Clik here to view.Title: NW
Author: Zadie Smith
Genre: Fiction, Black Fiction
Length: 401 pages
Series or Stand Alone: Stand Alone
Release Date: September 4, 2012
Publishing House: The Penguin Press
Synopsis:
This is the story of a city.
The northwest corner of a city. Here you’ll find guests and hosts, those with power and those without it, people who live somewhere special and others who live nowhere at all. And many people in between.
Every city is like this. Cheek-by-jowl living. Separate worlds.
And then there are the visitations: the rare times a stranger crosses a threshold without permission or warning, causing a disruption in the whole system. Like the April afternoon a woman came to Leah Hanwell’s door, seeking help, disturbing the peace, forcing Leah out of her isolation…
Zadie Smith’s brilliant tragi-comic new novel follows four Londoners – Leah, Natalie, Felix and Nathan – as they try to make adult lives outside of Caldwell, the council estate of their childhood. From private houses to public parks, at work and at play, their London is a complicated place, as beautiful as it is brutal, where the thoroughfares hide the back alleys and taking the high road can sometimes lead you to a dead-end.

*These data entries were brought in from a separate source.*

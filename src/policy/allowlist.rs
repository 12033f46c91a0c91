//! Entry-name allowlist applied while traversing directories.

use std::ffi::OsStr;

/// Names that are never traversed or loaded.
pub const BLOCKED_NAMES: &[&str] = &[
    "node_modules",
    ".git",
    ".npmignore",
    ".vscode",
    ".DS_Store",
    "Thumbs.db",
];

const HIDDEN_MARKER: char = '.';

#[derive(Debug, Clone, Copy, PartialEq, Eq)]
pub struct AllowOptions {
    pub ignore_case: bool,
    pub skip_hidden: bool,
}

impl Default for AllowOptions {
    fn default() -> Self {
        Self {
            ignore_case: true,
            skip_hidden: true,
        }
    }
}

/// Decides whether a single directory entry may be considered.
#[derive(Debug, Clone, PartialEq, Eq)]
pub struct PathAllowlist {
    blocked: Vec<String>,
    options: AllowOptions,
}

impl Default for PathAllowlist {
    fn default() -> Self {
        Self::builtin()
    }
}

impl PathAllowlist {
    pub fn builtin() -> Self {
        Self::new(BLOCKED_NAMES.iter().copied())
    }

    pub fn new<I, S>(blocked: I) -> Self
    where
        I: IntoIterator<Item = S>,
        S: Into<String>,
    {
        Self {
            blocked: blocked.into_iter().map(Into::into).collect(),
            options: AllowOptions::default(),
        }
    }

    pub fn with_options(mut self, options: AllowOptions) -> Self {
        self.options = options;
        self
    }

    pub fn options(&self) -> AllowOptions {
        self.options
    }

    pub fn blocked(&self) -> &[String] {
        &self.blocked
    }

    pub fn is_allowed(&self, name: &str) -> bool {
        self.is_allowed_with(name, self.options)
    }

    /// Non-UTF-8 names are never allowed.
    pub fn is_allowed_os(&self, name: &OsStr) -> bool {
        name.to_str().is_some_and(|n| self.is_allowed(n))
    }

    /// `name` must be a bare entry name; anything containing a path separator
    /// is rejected outright.
    pub fn is_allowed_with(&self, name: &str, options: AllowOptions) -> bool {
        if name.is_empty() || name.contains(['/', '\\']) {
            return false;
        }

        if options.skip_hidden && name.starts_with(HIDDEN_MARKER) {
            return false;
        }

        !self.blocked.iter().any(|blocked| {
            if options.ignore_case {
                blocked.to_lowercase() == name.to_lowercase()
            } else {
                blocked == name
            }
        })
    }
}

Depicting the modern urban zone – familiar to town-dwellers everywhere – Zadie Smith’s NW is a quietly devastating novel of encounters, mercurial and vital, like the city itself.
My Review
My initial reaction was that the author has a very descriptive writing style. She writes in the style that a particular character that is narrating thinks. The first half which is narrated by Leah. Her disconnected thought process combined with the British slang made it a little hard to follow in the moment. When I stepped back and looked at it in whole, it made sense. The section narrated by Natalie was set up in lists. It was very organized and you knew immediately what was going on. I rarely venture outside of the Science Fiction genre so this is a type of writing is a bit new to me.
Like I mentioned, the first part of the book is narrated by Leah. She has a philosophy degree and is very kind-hearted. She is so kind-hearted that she can be a bit naive. I actually disliked her character. She never really spoke up for herself and whines to herself a lot. In a way, she had a Peter Pan complex and in a woman who is 30, has a crappy job, and an ambitious husband, it was kind of annoying. I found myself wanted her section to over very quickly. I struggled to get through it and it almost made me put the book down. The only reason I finished it was because I knew I had this review coming up.

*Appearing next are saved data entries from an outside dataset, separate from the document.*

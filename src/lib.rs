//! # velos-loaders
//!
//! Dynamic module discovery and plugin registration for Velos host applications.
//!
//! The crate walks directory trees, applies extension and entry-name policy,
//! imports matching files through a host-supplied [`CodeImporter`], refuses to
//! let a loader import itself, and hands the resulting callables to a
//! [`RegistrationSink`].
//!
//! ## Loading files
//!
//! ```rust,no_run
//! use velos_loaders::{ModuleLoader, ModuleTable};
//!
//! # async fn example() -> velos_loaders::Result<()> {
//! let loader = ModuleLoader::builder()
//!     .importer(ModuleTable::with_root("./sample"))
//!     .build();
//!
//! let settings = loader.load_one("./sample", "settings.json").await?;
//! let batch = loader
//!     .load_many("./sample", &["settings.json", "velos.config.js"])
//!     .await?;
//! # let _ = (settings, batch);
//! # Ok(())
//! # }
//! ```
//!
//! ## Dispatching plugin sources
//!
//! ```rust,no_run
//! use velos_loaders::{DefaultPathResolver, ModuleTable, PluginDispatcher, PluginsConfig};
//! # use velos_loaders::{PluginFn, RegistrationSink, BoxError};
//! # use std::sync::Arc;
//! # struct App;
//! # #[async_trait::async_trait]
//! # impl RegistrationSink for App {
//! #     async fn register(&self, _f: Arc<dyn PluginFn>) -> Result<(), BoxError> { Ok(()) }
//! # }
//!
//! # async fn example() -> Result<(), Box<dyn std::error::Error>> {
//! let config: PluginsConfig = serde_json::from_str(
//!     r#"{"pluginSources": [{"type": "folder", "path": "plugins"}]}"#,
//! )?;
//! let dispatcher = PluginDispatcher::new(ModuleTable::with_root("./sample"));
//! let report = dispatcher
//!     .dispatch(&config, &App, "./sample".as_ref(), &DefaultPathResolver)
//!     .await;
//! println!("registered {} plugins", report.registered.len());
//! # Ok(())
//! # }
//! ```

#![cfg_attr(docsrs, feature(doc_cfg))]
#![deny(rustdoc::broken_intra_doc_links)]

pub mod common;
pub mod config;
pub mod discovery;
pub mod guard;
pub mod loader;
pub mod module;
pub mod plugins;
pub mod policy;

use std::path::PathBuf;

pub use common::BoxError;
pub use config::{ConfigError, LoaderSettings, LoaderSettingsBuilder};
pub use discovery::{DirectoryWalker, WalkEntry, WildcardPattern};
pub use guard::{ActiveLoads, LoaderIdentity, SelfImportGuard};
pub use loader::{FileSpec, Loaded, ModuleLoader, ModuleLoaderBuilder, NamedUnit, OnLoad};
pub use module::{
    CodeImporter, DataReader, Export, FnPlugin, ImportError, JsonReader, LoadedUnit, Module,
    ModuleTable, PluginFn, plugin_fn,
};
pub use plugins::{
    DefaultPathResolver, DispatchReport, Handler, InlineHandler, PathResolver, PluginDispatcher,
    PluginError, PluginSource, PluginsConfig, RegistrationSink, SourceKind,
};
pub use policy::{
    AllowOptions, Classified, ExtensionPolicy, FileKind, LoaderPolicy, PathAllowlist, PolicyError,
};

/// Error type for loader operations.
///
/// A self-import skip is not an error: single loads return `Ok(None)` and
/// batch loads leave the entry out.
#[derive(Debug, thiserror::Error)]
#[non_exhaustive]
pub enum Error {
    /// The call itself was malformed.
    #[error("Invalid argument: {0}")]
    InvalidArgument(String),

    /// The file name carries no `.` suffix.
    #[error("File \"{file}\" has no extension")]
    NoExtension { file: String },

    /// The suffix is not registered for any file kind.
    #[error("Unsupported extension \"{ext}\"; supported: {supported}")]
    UnsupportedExtension { ext: String, supported: String },

    /// The resolved file does not exist.
    #[error("File not found: {}", path.display())]
    NotFound { path: PathBuf },

    /// A data file could not be parsed.
    #[error("Failed to parse {}: {message}", path.display())]
    Parse { path: PathBuf, message: String },

    /// A code unit failed while being imported.
    #[error("Failed to import {}: {message}", path.display())]
    Import { path: PathBuf, message: String },

    /// Invalid or unreadable loader configuration.
    #[error("Configuration error: {0}")]
    Config(String),

    /// File system operation failed.
    #[error("IO error: {0}")]
    Io(#[from] std::io::Error),
}

/// Error category for unified error handling.
#[derive(Debug, Clone, Copy, PartialEq, Eq)]
pub enum ErrorCategory {
    /// Bad call shape
    Argument,
    /// Extension policy violations
    Policy,
    /// Missing files
    Missing,
    /// Malformed data or failing code units
    Content,
    /// Configuration and IO failures
    Internal,
}

impl Error {
    pub fn category(&self) -> ErrorCategory {
        match self {
            Error::InvalidArgument(_) => ErrorCategory::Argument,
            Error::NoExtension { .. } | Error::UnsupportedExtension { .. } => {
                ErrorCategory::Policy
            }
            Error::NotFound { .. } => ErrorCategory::Missing,
            Error::Parse { .. } | Error::Import { .. } => ErrorCategory::Content,
            Error::Config(_) | Error::Io(_) => ErrorCategory::Internal,
        }
    }

    pub fn is_policy_violation(&self) -> bool {
        self.category() == ErrorCategory::Policy
    }

    pub fn is_not_found(&self) -> bool {
        self.category() == ErrorCategory::Missing
    }
}

impl From<ImportError> for Error {
    fn from(err: ImportError) -> Self {
        match err {
            ImportError::Unregistered { path } => Error::Import {
                path,
                message: "no module registered for this path".into(),
            },
            ImportError::Failed { path, message } => Error::Import { path, message },
        }
    }
}

impl From<PolicyError> for Error {
    fn from(err: PolicyError) -> Self {
        Error::Config(err.to_string())
    }
}

impl From<ConfigError> for Error {
    fn from(err: ConfigError) -> Self {
        match err {
            ConfigError::Io(e) => Error::Io(e),
            other => Error::Config(other.to_string()),
        }
    }
}

pub type Result<T> = std::result::Result<T, Error>;
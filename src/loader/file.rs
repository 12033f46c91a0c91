//! Loading files named relative to a base directory.

use std::path::Path;

use futures::future::try_join_all;
use serde_json::Value;

use super::ModuleLoader;
use crate::common::path::resolve;
use crate::guard::{SelfImportGuard, entry};
use crate::module::LoadedUnit;

/// One file name or a batch of them.
#[derive(Debug, Clone, PartialEq, Eq)]
pub enum FileSpec {
    One(String),
    Many(Vec<String>),
}

impl From<&str> for FileSpec {
    fn from(name: &str) -> Self {
        Self::One(name.to_string())
    }
}

impl From<String> for FileSpec {
    fn from(name: String) -> Self {
        Self::One(name)
    }
}

impl From<Vec<String>> for FileSpec {
    fn from(names: Vec<String>) -> Self {
        Self::Many(names)
    }
}

impl From<&[&str]> for FileSpec {
    fn from(names: &[&str]) -> Self {
        Self::Many(names.iter().map(|n| n.to_string()).collect())
    }
}

impl TryFrom<&Value> for FileSpec {
    type Error = crate::Error;

    fn try_from(value: &Value) -> Result<Self, Self::Error> {
        const SHAPE: &str = "\"filenames\" must be a string or an array of strings";

        match value {
            Value::String(name) => Ok(Self::One(name.clone())),
            Value::Array(items) => items
                .iter()
                .map(|item| {
                    item.as_str()
                        .map(str::to_owned)
                        .ok_or_else(|| crate::Error::InvalidArgument(SHAPE.into()))
                })
                .collect::<crate::Result<Vec<_>>>()
                .map(Self::Many),
            _ => Err(crate::Error::InvalidArgument(SHAPE.into())),
        }
    }
}

/// Result of [`ModuleLoader::load`], shaped like the request.
#[derive(Debug, Clone)]
pub enum Loaded {
    /// `None` when the single file was skipped as a self-import.
    One(Option<LoadedUnit>),
    /// Loaded units in request order, self-import skips left out.
    Many(Vec<LoadedUnit>),
}

impl Loaded {
    pub fn into_vec(self) -> Vec<LoadedUnit> {
        match self {
            Self::One(unit) => unit.into_iter().collect(),
            Self::Many(units) => units,
        }
    }
}

impl ModuleLoader {
    /// Loads one file or a batch, matching the shape of `spec`.
    pub async fn load(
        &self,
        base: impl AsRef<Path>,
        spec: impl Into<FileSpec>,
    ) -> crate::Result<Loaded> {
        match spec.into() {
            FileSpec::One(name) => self.load_one(base, &name).await.map(Loaded::One),
            FileSpec::Many(names) => self.load_many(base, &names).await.map(Loaded::Many),
        }
    }

    /// Loads `base/name`.
    ///
    /// Data files are parsed, code units are imported and guarded. Returns
    /// `Ok(None)` when the unit is skipped as a self-import.
    #[tracing::instrument(skip_all, fields(base = %base.as_ref().display(), name = name))]
    pub async fn load_one(
        &self,
        base: impl AsRef<Path>,
        name: &str,
    ) -> crate::Result<Option<LoadedUnit>> {
        let guard = self.guard(entry::FILE_LOADER);
        self.load_file(&guard, base.as_ref(), name).await
    }

    /// Loads every name concurrently and keeps request order.
    ///
    /// Fails fast: the first error other than a self-import skip fails the
    /// whole batch.
    #[tracing::instrument(skip_all, fields(base = %base.as_ref().display(), count = names.len()))]
    pub async fn load_many<S: AsRef<str>>(
        &self,
        base: impl AsRef<Path>,
        names: &[S],
    ) -> crate::Result<Vec<LoadedUnit>> {
        let guard = self.guard(entry::FILE_LOADER);
        let base = base.as_ref();

        let units = try_join_all(
            names
                .iter()
                .map(|name| self.load_file(&guard, base, name.as_ref())),
        )
        .await?;

        Ok(units.into_iter().flatten().collect())
    }

    async fn load_file(
        &self,
        guard: &SelfImportGuard,
        base: &Path,
        name: &str,
    ) -> crate::Result<Option<LoadedUnit>> {
        if name.is_empty() {
            return Err(crate::Error::InvalidArgument(
                "file name must not be empty".into(),
            ));
        }

        let classified = self.policy.extensions.classify(name)?;
        let path = resolve(base, name);
        tracing::debug!(path = %path.display(), kind = %classified.kind, "Loading file");

        self.load_path(guard, &path, classified.kind).await
    }
}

Felix’s story wasn’t that memorable to me.
I like Natalie a lot more than I do Leah. Natalie started her story from the time her and Leah met all the way up to the moment. She talked about what happened during that year that they were not friends, what she did in college, and how she got where she was in her career. She is extremely ambitious. I connected with her. I understood how she felt. She was the smart and determined one. But she had certain qualities that I disliked as well. She did things because she thought she was supposed to do them. It was not necessarily because she was happy. She ended up taking care of 3 children, which included her husband. She also thought about things too technical. But this section was definitely easier to read.

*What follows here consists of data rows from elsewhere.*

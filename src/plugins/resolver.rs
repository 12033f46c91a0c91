//! Turning a source's `path` into an absolute location.

use std::path::{Path, PathBuf};

use crate::common::path::{expand_home, resolve};

pub trait PathResolver: Send + Sync {
    fn resolve(&self, base_dir: &Path, raw: &str) -> PathBuf;
}

impl<F> PathResolver for F
where
    F: Fn(&Path, &str) -> PathBuf + Send + Sync,
{
    fn resolve(&self, base_dir: &Path, raw: &str) -> PathBuf {
        self(base_dir, raw)
    }
}

/// Expands a leading `~`, then resolves against `base_dir`.
#[derive(Debug, Clone, Copy, Default)]
pub struct DefaultPathResolver;

impl PathResolver for DefaultPathResolver {
    fn resolve(&self, base_dir: &Path, raw: &str) -> PathBuf {
        resolve(base_dir, expand_home(raw))
    }
}
use std::path::PathBuf;

use super::SourceKind;
use crate::common::BoxError;

/// Failure of one plugin source or one file inside a folder source.
///
/// Never escapes [`PluginDispatcher::dispatch`](super::PluginDispatcher::dispatch);
/// it is logged and counted in the report.
#[derive(Debug, thiserror::Error)]
pub enum PluginError {
    #[error("'{kind}' source requires a path")]
    MissingPath { kind: SourceKind },

    #[error("No code suffix configured for folder sources")]
    NoCodeSuffix,

    #[error("Failed to read plugin folder {path}: {source}")]
    ReadFolder {
        path: PathBuf,
        source: std::io::Error,
    },

    #[error(transparent)]
    Load(#[from] crate::Error),

    #[error("Registration failed: {0}")]
    Sink(BoxError),

    #[error("Inline handler failed: {0}")]
    Handler(BoxError),
}

#[cfg(test)]
mod tests {
    use super::*;

    #[test]
    fn test_error_display() {
        let err = PluginError::MissingPath {
            kind: SourceKind::Folder,
        };
        assert_eq!(err.to_string(), "'folder' source requires a path");

        let err = PluginError::ReadFolder {
            path: PathBuf::from("/srv/plugins"),
            source: std::io::Error::new(std::io::ErrorKind::NotFound, "gone"),
        };
        let msg = err.to_string();
        assert!(msg.contains("/srv/plugins"));
        assert!(msg.contains("gone"));

        let err = PluginError::Sink("duplicate route".into());
        assert!(err.to_string().contains("duplicate route"));
    }

    #[test]
    fn test_load_error_is_transparent() {
        let err: PluginError = crate::Error::NotFound {
            path: PathBuf::from("/srv/a.js"),
        }
        .into();
        assert_eq!(err.to_string(), "File not found: /srv/a.js");
    }
}
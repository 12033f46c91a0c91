pub(crate) mod path;

use std::path::PathBuf;

pub(crate) fn home_dir() -> Option<PathBuf> {
    directories::UserDirs::new().map(|d| d.home_dir().to_path_buf())
}

/// Error type returned by host-provided collaborators (sinks, inline handlers,
/// plugin functions).
pub type BoxError = Box<dyn std::error::Error + Send + Sync>;
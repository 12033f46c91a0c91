//! Recursive registration of every code unit under a set of directories.

use std::future::Future;
use std::path::{Path, PathBuf};
use std::sync::Arc;

use async_trait::async_trait;

use super::ModuleLoader;
use crate::common::BoxError;
use crate::discovery::{DirectoryWalker, WalkEntry};
use crate::guard::{ActiveLoads, SelfImportGuard, entry};
use crate::module::PluginFn;
use crate::plugins::RegistrationSink;
use crate::policy::FileKind;

/// Replaces the default registration of a discovered callable.
#[async_trait]
pub trait OnLoad: Send + Sync {
    async fn on_load(
        &self,
        plugin: Arc<dyn PluginFn>,
        path: &Path,
        name: &str,
    ) -> Result<(), BoxError>;
}

#[async_trait]
impl<F, Fut> OnLoad for F
where
    F: Fn(Arc<dyn PluginFn>, PathBuf, String) -> Fut + Send + Sync,
    Fut: Future<Output = Result<(), BoxError>> + Send + 'static,
{
    async fn on_load(
        &self,
        plugin: Arc<dyn PluginFn>,
        path: &Path,
        name: &str,
    ) -> Result<(), BoxError> {
        self(plugin, path.to_path_buf(), name.to_string()).await
    }
}

impl ModuleLoader {
    /// Walks `dirs` and registers the default export of every code unit.
    ///
    /// With `on_load` set, the callable goes to it instead of the sink.
    /// Failures are logged per file and never stop the walk. Returns how many
    /// callables were handed off.
    #[tracing::instrument(skip_all, fields(dirs = dirs.len()))]
    pub async fn load_recursive<P: AsRef<Path>>(
        &self,
        sink: &dyn RegistrationSink,
        dirs: &[P],
        on_load: Option<&dyn OnLoad>,
    ) -> usize {
        let guard = self.guard(entry::RECURSIVE_MODULE_LOADER);
        let extensions = self.policy.extensions.clone();
        let mut walker = DirectoryWalker::new(self.policy.allowlist.clone(), dirs)
            .file_filter(move |name| extensions.kind_of(name) == Some(FileKind::Code));

        let mut registered = 0;
        while let Some(file) = walker.next_entry().await {
            match self.register_file(&guard, sink, on_load, &file).await {
                Ok(true) => registered += 1,
                Ok(false) => {}
                Err(e) => {
                    tracing::warn!(path = %file.path.display(), error = %e, "Failed to load module");
                }
            }
        }

        tracing::debug!(registered, "Recursive load finished");
        registered
    }

    async fn register_file(
        &self,
        guard: &SelfImportGuard,
        sink: &dyn RegistrationSink,
        on_load: Option<&dyn OnLoad>,
        file: &WalkEntry,
    ) -> Result<bool, BoxError> {
        let Some(module) = self.import_guarded(guard, &file.path).await? else {
            return Ok(false);
        };

        let Some(plugin) = module.default_function().cloned() else {
            tracing::debug!(path = %file.path.display(), "Default export is not callable, skipping");
            return Ok(false);
        };

        // Registration may run plugin code that loads again.
        ActiveLoads::scope(&file.path, async {
            match on_load {
                Some(handler) => handler.on_load(plugin, &file.path, &file.name).await,
                None => sink.register(plugin).await,
            }
        })
        .await?;

        Ok(true)
    }
}
//! Off-screen targets and stencil emulation.
//!
//! Responsibilities:
//! - [`Canvas`]: a render-target texture with its size and filter pair
//! - [`RenderTargetStack`]: which canvas (or the screen) drawing goes to
//! - [`StencilEmulator`]: masked drawing built from render-to-texture and
//!   multiply blending, for rasterizers without a stencil buffer
//!
//! Canvases are explicitly released; nothing here is reference counted.

mod offscreen;
mod stencil;
mod targets;

pub use offscreen::Canvas;
pub use stencil::{
    CompareMode, MaskPolarity, StencilAction, StencilEmulator, StencilTest, TestOutcome,
};
pub use targets::RenderTargetStack;
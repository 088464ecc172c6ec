use crate::paint::Color;

/// Most stops a ramp keeps; extra stops are dropped.
pub const MAX_RAMP_STOPS: usize = 8;

/// Linear interpolation between two values of a ramp.
pub trait Lerp: Copy {
    fn lerp(self, to: Self, t: f32) -> Self;
}

impl Lerp for f32 {
    #[inline]
    fn lerp(self, to: f32, t: f32) -> f32 {
        self + (to - self) * t
    }
}

impl Lerp for Color {
    #[inline]
    fn lerp(self, to: Color, t: f32) -> Color {
        Color::lerp(self, to, t)
    }
}

/// Piecewise-linear curve over evenly spaced stops on [0, 1].
///
/// Never empty. A single stop is constant.
#[derive(Debug, Clone, PartialEq)]
pub struct Ramp<T> {
    stops: Vec<T>,
}

impl<T: Lerp> Ramp<T> {
    #[inline]
    pub fn constant(value: T) -> Self {
        Self { stops: vec![value] }
    }

    /// Builds a ramp from up to [`MAX_RAMP_STOPS`] stops. `None` when `stops` is empty.
    pub fn new(stops: &[T]) -> Option<Self> {
        if stops.is_empty() {
            return None;
        }
        if stops.len() > MAX_RAMP_STOPS {
            log::debug!("Ramp: {} stops given, keeping {MAX_RAMP_STOPS}", stops.len());
        }
        let n = stops.len().min(MAX_RAMP_STOPS);
        Some(Self { stops: stops[..n].to_vec() })
    }

    #[inline]
    pub fn stops(&self) -> &[T] {
        &self.stops
    }

    /// Value at `t`, clamped to [0, 1].
    pub fn sample(&self, t: f32) -> T {
        let last = self.stops.len() - 1;
        if last == 0 {
            return self.stops[0];
        }
        let s = t.clamp(0.0, 1.0) * last as f32;
        let i = (s as usize).min(last);
        let k = (i + 1).min(last);
        self.stops[i].lerp(self.stops[k], s - i as f32)
    }
}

The plot was a bit jumpy for me and that added to the distaste. I understand it was about Londoners and their lives, but the characters had too many flaws and so much going on, that it became hard for me to comprehend all together.
Overall, I don’t think I will be reading another book from this author. It was kind of interesting and nice to venture out into another style, but I’m quickly retracing my steps back to what I know. It just was not my cup of tea.
Rating: 4/10
Later loves,
Image may be NSFW.
Clik here to view.
Image may be NSFW.
Clik here to view.
Clik here to view.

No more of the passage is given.